The System chimed behind her.

[Experience Points Gained]

Ruby didn't even look.

She already knew.

By afternoon, the city was fraying.

Sirens wailed without rhythm. Smoke rose in distant plumes. Social order bent under the weight of too many unknowns and not enough answers.

Ruby stood on her balcony, phone pressed to her ear.

"Elara," she said. "Tell me what you're seeing."

Elara's voice crackled through, low and tense. "People are forming groups. Neighbors. Some guy down the street tried to organize a patrol."

"And?"

"And no one trusts him."

Ruby smiled faintly. "Good."

"This isn't funny," Elara said.

"I didn't say it was."

A pause. Then, quieter, "Maya wants to paint. She says it helps her think."

"Let her," Ruby said immediately.

Elara hesitated. "You're being… decisive today."

Ruby leaned against the railing, watching a distant helicopter wobble through the sky. "I've always been decisive."

"That's not what I meant."

Ruby closed her eyes briefly.

The truth surfaced unbidden.

"I notice things," she said. "Small shifts.

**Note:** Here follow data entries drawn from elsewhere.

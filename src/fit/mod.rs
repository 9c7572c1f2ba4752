mod plane;
mod quadratic;

pub use plane::{fit_plane, Plane, MIN_PLANE_POINTS};
pub use quadratic::{fit_quadratic, Quadratic};
use crate::error::{GeometryError, Result};
use crate::math::{Matrix4, Point3, Vector3, Vector6, TOLERANCE};

use super::Frame;

/// A cylinder located by its axis.
///
/// The frame sits at the first axis point with its normal (local Z) along
/// the axis.
#[derive(Debug, Clone, Copy, PartialEq)]
pub struct Cylinder {
    radius: f64,
    frame: Frame,
}

impl Cylinder {
    /// Creates a cylinder whose axis runs from `c1` to `c2`.
    ///
    /// # Errors
    ///
    /// Returns an error if `c1 == c2` or the radius is not a positive,
    /// finite number.
    pub fn from_axis(c1: &Point3, c2: &Point3, radius: f64) -> Result<Self> {
        if !radius.is_finite() || radius < TOLERANCE {
            return Err(
                GeometryError::Degenerate("cylinder radius must be positive".into()).into(),
            );
        }
        let frame = Frame::from_normal(*c1, &(c2 - c1))?;
        Ok(Self { radius, frame })
    }

    #[must_use]
    pub fn radius(&self) -> f64 {
        self.radius
    }

    #[must_use]
    pub fn frame(&self) -> &Frame {
        &self.frame
    }

    /// Unit axis direction.
    #[must_use]
    pub fn axis(&self) -> &Vector3 {
        self.frame.normal()
    }

    #[must_use]
    pub fn transform(&self) -> Matrix4 {
        self.frame.transform()
    }

    /// `[X, Y, Z, A, B, C]` of the axis frame, angles in degrees.
    #[must_use]
    pub fn xyzabc(&self) -> Vector6 {
        self.frame.xyzabc()
    }

    /// Distance from `p` to the cylinder surface, negative inside.
    #[must_use]
    pub fn signed_distance(&self, p: &Point3) -> f64 {
        let d = p - self.frame.origin();
        let along = d.dot(self.axis());
        (d - self.axis() * along).norm() - self.radius
    }
}

#[cfg(test)]
#[allow(clippy::unwrap_used)]
mod tests {
    use approx::assert_relative_eq;

    use super::*;
    use crate::error::FramefitError;
    use crate::frame::test_util::assert_orthonormal;

    #[test]
    fn vertical_axis() {
        let cyl = Cylinder::from_axis(&Point3::new(1.0, 2.0, 0.0), &Point3::new(1.0, 2.0, 10.0), 13.0)
            .unwrap();
        assert_orthonormal(cyl.frame());
        assert_relative_eq!(*cyl.axis(), Vector3::z(), epsilon = 1e-12);
        assert_relative_eq!(cyl.radius(), 13.0);

        let pose = cyl.xyzabc();
        assert_relative_eq!(pose[0], 1.0);
        assert_relative_eq!(pose[1], 2.0);
        assert_relative_eq!(pose[2], 0.0);
    }

    #[test]
    fn tilted_axis_surface_distance() {
        let cyl = Cylinder::from_axis(&Point3::origin(), &Point3::new(1.0, 1.0, 1.0), 2.0).unwrap();
        assert_orthonormal(cyl.frame());
        let on_surface = Point3::origin() + cyl.frame().tangent() * 2.0 + cyl.axis() * 5.0;
        assert_relative_eq!(cyl.signed_distance(&on_surface), 0.0, epsilon = 1e-12);
        assert_relative_eq!(cyl.signed_distance(&Point3::new(3.0, 3.0, 3.0)), -2.0, epsilon = 1e-12);
    }

    #[test]
    fn transform_maps_local_z_to_axis() {
        let c1 = Point3::new(0.0, 120.0, 0.15);
        let c2 = Point3::new(-0.06, 180.0, 0.42);
        let cyl = Cylinder::from_axis(&c1, &c2, 12.99).unwrap();
        let tip = cyl.transform().transform_point(&Point3::new(0.0, 0.0, (c2 - c1).norm()));
        assert_relative_eq!(tip, c2, epsilon = 1e-9);
    }

    #[test]
    fn coincident_axis_points_rejected() {
        let p = Point3::new(1.0, 1.0, 1.0);
        let r = Cylinder::from_axis(&p, &p, 1.0);
        assert!(matches!(r, Err(FramefitError::Geometry(GeometryError::ZeroVector))));
    }

    #[test]
    fn invalid_radius_rejected() {
        let (a, b) = (Point3::origin(), Point3::new(0.0, 0.0, 1.0));
        assert!(Cylinder::from_axis(&a, &b, 0.0).is_err());
        assert!(Cylinder::from_axis(&a, &b, -1.0).is_err());
        assert!(Cylinder::from_axis(&a, &b, f64::NAN).is_err());
    }
}
use tracing::debug;

use crate::error::Result;
use crate::fit::{fit_plane, Plane};
use crate::math::Point3;

use super::Frame;

/// Locates a belt surface from measured samples.
///
/// Fits a plane through `(x[i], y[i], z[i])` and places a frame at `origin`
/// with the plane normal as local Z. The tangent is the negated projection
/// of world X (world Y when the normal is close to X) onto the plane.
///
/// # Errors
///
/// Returns an error if the plane fit fails (see
/// [`fit_plane`](crate::fit::fit_plane)).
pub fn build_belt_frame(origin: &Point3, x: &[f64], y: &[f64], z: &[f64]) -> Result<Frame> {
    let plane = fit_plane(x, y, z)?;
    belt_frame_on(origin, &plane)
}

/// Same as [`build_belt_frame`] for samples given as points.
///
/// # Errors
///
/// Returns an error if the plane fit fails.
pub fn build_belt_frame_from_points(origin: &Point3, points: &[Point3]) -> Result<Frame> {
    let plane = Plane::fit_points(points)?;
    belt_frame_on(origin, &plane)
}

fn belt_frame_on(origin: &Point3, plane: &Plane) -> Result<Frame> {
    let frame = Frame::from_normal(*origin, &plane.normal())?;
    let pose = frame.xyzabc();
    debug!(
        a = pose[3],
        b = pose[4],
        c = pose[5],
        "located belt frame"
    );
    Ok(frame)
}
pub mod euler;
mod solve;

pub use euler::{
    euler_from_rotation, rotation_from_euler, yaw_pitch_roll, AngleUnit, EulerAngles,
    EulerSolution, GimbalLock,
};
pub use solve::{reciprocal_condition, solve3};

/// 3D point type.
pub type Point3 = nalgebra::Point3<f64>;

/// 3D vector type.
pub type Vector3 = nalgebra::Vector3<f64>;

/// Position plus Euler angles, `[X, Y, Z, A, B, C]`.
pub type Vector6 = nalgebra::Vector6<f64>;

/// 3x3 matrix, used for rotation blocks and normal equations.
pub type Matrix3 = nalgebra::Matrix3<f64>;

/// 4x4 homogeneous transformation matrix.
pub type Matrix4 = nalgebra::Matrix4<f64>;

/// Global geometric tolerance for floating-point comparisons.
pub const TOLERANCE: f64 = 1e-10;

/// Rotation matrix entries with an absolute value at or below this are
/// snapped to exactly zero.
pub const SNAP_EPSILON: f64 = 1e-4;

/// A fitted normal with `|n.x|` below this uses world X as the helper axis
/// when deriving a tangent; otherwise world Y.
pub const HELPER_AXIS_THRESHOLD: f64 = 0.9;

/// Smallest accepted ratio of smallest to largest singular value for a
/// 3x3 system.
pub const MIN_RECIPROCAL_CONDITION: f64 = 1e-14;

/// `|R20|` within this distance of 1 is treated as gimbal lock.
pub const GIMBAL_LOCK_EPSILON: f64 = 1e-9;

/// Returns `v` scaled to unit length.
///
/// # Errors
///
/// Returns [`GeometryError::ZeroVector`](crate::error::GeometryError::ZeroVector)
/// if `v` is shorter than [`TOLERANCE`].
pub fn unit(v: &Vector3) -> crate::Result<Vector3> {
    let len = v.norm();
    if len < TOLERANCE || !len.is_finite() {
        return Err(crate::error::GeometryError::ZeroVector.into());
    }
    Ok(v / len)
}

/// Picks the world axis used to seed a tangent perpendicular to `normal`.
#[must_use]
pub fn helper_axis(normal: &Vector3) -> Vector3 {
    if normal.x.abs() < HELPER_AXIS_THRESHOLD {
        Vector3::x()
    } else {
        Vector3::y()
    }
}

#[cfg(test)]
#[allow(clippy::unwrap_used)]
mod tests {
    use super::*;

    #[test]
    fn unit_normalizes() {
        let v = unit(&Vector3::new(3.0, 0.0, 4.0)).unwrap();
        assert!((v - Vector3::new(0.6, 0.0, 0.8)).norm() < TOLERANCE);
    }

    #[test]
    fn unit_rejects_zero() {
        assert!(unit(&Vector3::zeros()).is_err());
        assert!(unit(&Vector3::new(1e-12, 0.0, 0.0)).is_err());
    }

    #[test]
    fn unit_rejects_nan() {
        assert!(unit(&Vector3::new(f64::NAN, 0.0, 0.0)).is_err());
    }

    #[test]
    fn helper_axis_switches_near_x() {
        assert_eq!(helper_axis(&Vector3::z()), Vector3::x());
        assert_eq!(helper_axis(&Vector3::new(-0.95, 0.0, 0.31)), Vector3::y());
        assert_eq!(helper_axis(&Vector3::new(0.89, 0.0, 0.45)), Vector3::x());
    }
}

Stress points. People breaking in predictable ways."

Elara was silent.

"And I notice you," Ruby continued softly. "When you're scared. When you pretend you're not."

"Elara," Ruby said, voice sharpening just slightly. "You and Maya should stay inside today. Tomorrow too, if you can."

"And you?"

"I'm going shopping."

Elara sighed. "Of course you are."

Ruby smiled.

They hung up.

Ruby's status window pulsed faintly, almost curious.

The world was cracking along fault lines Ruby had mapped years ago.

She could feel it now, how close everything was to collapsing.

And how easily she could decide where it broke.